Flavonoid Content In Certain Tropical Plants

Lovely piece of data: Miean KH, Mohamed S. Flavonoid (myricetin, quercetin, kaempferol, luteolin, and apigenin) content of edible tropical plants. J Agric Food Chem. 2001 Jun;49(6):3106-12. PubMed PMID: 11410016.

Total flavonoids:

  • onion leaves (1497.5 mg/kg quercetin, 391.0 mg/kg luteolin, and 832.0 mg/kg kaempferol)
  • Semambu leaves (2041.0 mg/kg)
  • bird chili (1663.0 mg/kg)
  • black tea (1491.0 mg/kg)
  • papaya shoots (1264.0 mg/kg)
  • guava (1128.5 mg/kg).

The major flavonoid in these plant extracts is quercetin, followed by myricetin and kaempferol.

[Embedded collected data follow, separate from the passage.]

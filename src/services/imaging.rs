//! Base64 image payload handling shared by the job pipeline and the
//! collaborator clients.

use base64::engine::general_purpose::STANDARD;
use base64::Engine;
use image::ImageFormat;

/// Decode a base64 image payload into raw bytes, verifying that the bytes
/// form a well-formed image. A leading `data:image/...;base64,` prefix is
/// accepted.
pub fn decode_image_payload(payload: &str) -> Result<Vec<u8>, ImageError> {
    let bytes = decode_base64_image(payload)?;
    verify_image(&bytes)?;
    Ok(bytes)
}

/// Base64-encode image bytes after checking that they form a recognised image.
pub fn encode_image_payload(bytes: &[u8]) -> Result<String, ImageError> {
    verify_image(bytes)?;
    Ok(STANDARD.encode(bytes))
}

/// Base64-decode a payload and check that its header names a known image
/// format. Pixel data is not decoded.
pub fn decode_base64_image(payload: &str) -> Result<Vec<u8>, ImageError> {
    let trimmed = payload.trim();
    let encoded = match trimmed.split_once(";base64,") {
        Some((prefix, rest)) if prefix.starts_with("data:") => rest,
        _ => trimmed,
    };

    if encoded.is_empty() {
        return Err(ImageError::Empty);
    }

    let bytes = STANDARD.decode(encoded)?;
    sniff_format(&bytes)?;
    Ok(bytes)
}

/// Base64-encode bytes already known to be an image.
pub fn encode_base64(bytes: &[u8]) -> String {
    STANDARD.encode(bytes)
}

/// Image format named by the header of `bytes`.
pub fn sniff_format(bytes: &[u8]) -> Result<ImageFormat, ImageError> {
    if bytes.is_empty() {
        return Err(ImageError::Empty);
    }
    image::guess_format(bytes).map_err(ImageError::UnknownFormat)
}

/// Check that `bytes` is a fully decodable image and return its format.
pub fn verify_image(bytes: &[u8]) -> Result<ImageFormat, ImageError> {
    let format = sniff_format(bytes)?;
    image::load_from_memory_with_format(bytes, format).map_err(ImageError::Malformed)?;
    Ok(format)
}

#[derive(Debug, thiserror::Error)]
pub enum ImageError {
    #[error("image payload is empty")]
    Empty,

    #[error("invalid base64: {0}")]
    Base64(#[from] base64::DecodeError),

    #[error("unrecognised image format: {0}")]
    UnknownFormat(#[source] image::ImageError),

    #[error("malformed image data: {0}")]
    Malformed(#[source] image::ImageError),
}
use std::time::Duration;

use reqwest::{Client, StatusCode};

use crate::models::result::JobResult;

/// Delivers job results to callback addresses. One POST per result, no retry.
#[derive(Clone)]
pub struct CallbackClient {
    http: Client,
}

impl CallbackClient {
    pub fn new(timeout: Duration) -> Result<Self, CallbackError> {
        let http = Client::builder().timeout(timeout).build()?;
        Ok(Self { http })
    }

    /// POST `result` as JSON to `url`. Anything other than a 2xx answer is an error.
    pub async fn deliver(&self, url: &str, result: &JobResult) -> Result<StatusCode, CallbackError> {
        let response = self.http.post(url).json(result).send().await.map_err(|e| {
            if e.is_timeout() {
                CallbackError::Timeout
            } else {
                CallbackError::Http(e)
            }
        })?;

        let status = response.status();
        if !status.is_success() {
            return Err(CallbackError::Rejected(status));
        }
        Ok(status)
    }
}

#[derive(Debug, thiserror::Error)]
pub enum CallbackError {
    #[error("callback request failed: {0}")]
    Http(#[from] reqwest::Error),

    #[error("callback timed out")]
    Timeout,

    #[error("callback rejected with status {0}")]
    Rejected(StatusCode),
}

Luteolin could be detected only in:

  • broccoli (74.5 mg/kg dry weight)
  • green chili (33.0 mg/kg)
  • bird chili (1035.0 mg/kg)
  • onion leaves (391.0 mg/kg)
  • belimbi fruit (202.0 mg/kg)
  • belimbi leaves (464.5 mg/kg)
  • French bean (11.0 mg/kg)
  • carrot (37.5 mg/kg)
  • white radish (9.0 mg/kg)
  • local celery (80.5 mg/kg)
  • limau purut leaves (30.5 mg/kg)
  • dried asam gelugur (107.5 mg/kg).

Apigenin was found only in:

  • Chinese cabbage (187.0 mg/kg)
  • bell pepper (272.0 mg/kg)
  • garlic (217.0 mg/kg)
  • belimbi fruit (458.0 mg/kg)
  • French peas (176.0 mg/kg)
  • snake gourd (42.4 mg/kg)
  • guava (579.0 mg/kg)
  • wolfberry leaves (547.0 mg/kg)
  • local celery (338.5 mg/kg)
  • daun turi (39.5 mg/kg)
  • kadok (34.5 mg/kg).

In vegetables, quercetin glycosides predominate, but glycosides of kaempferol, luteolin, and apigenin are also present. Fruits contain almost exclusively quercetin glycosides, whereas kaempferol and myricetin glycosides are found only in trace quantities.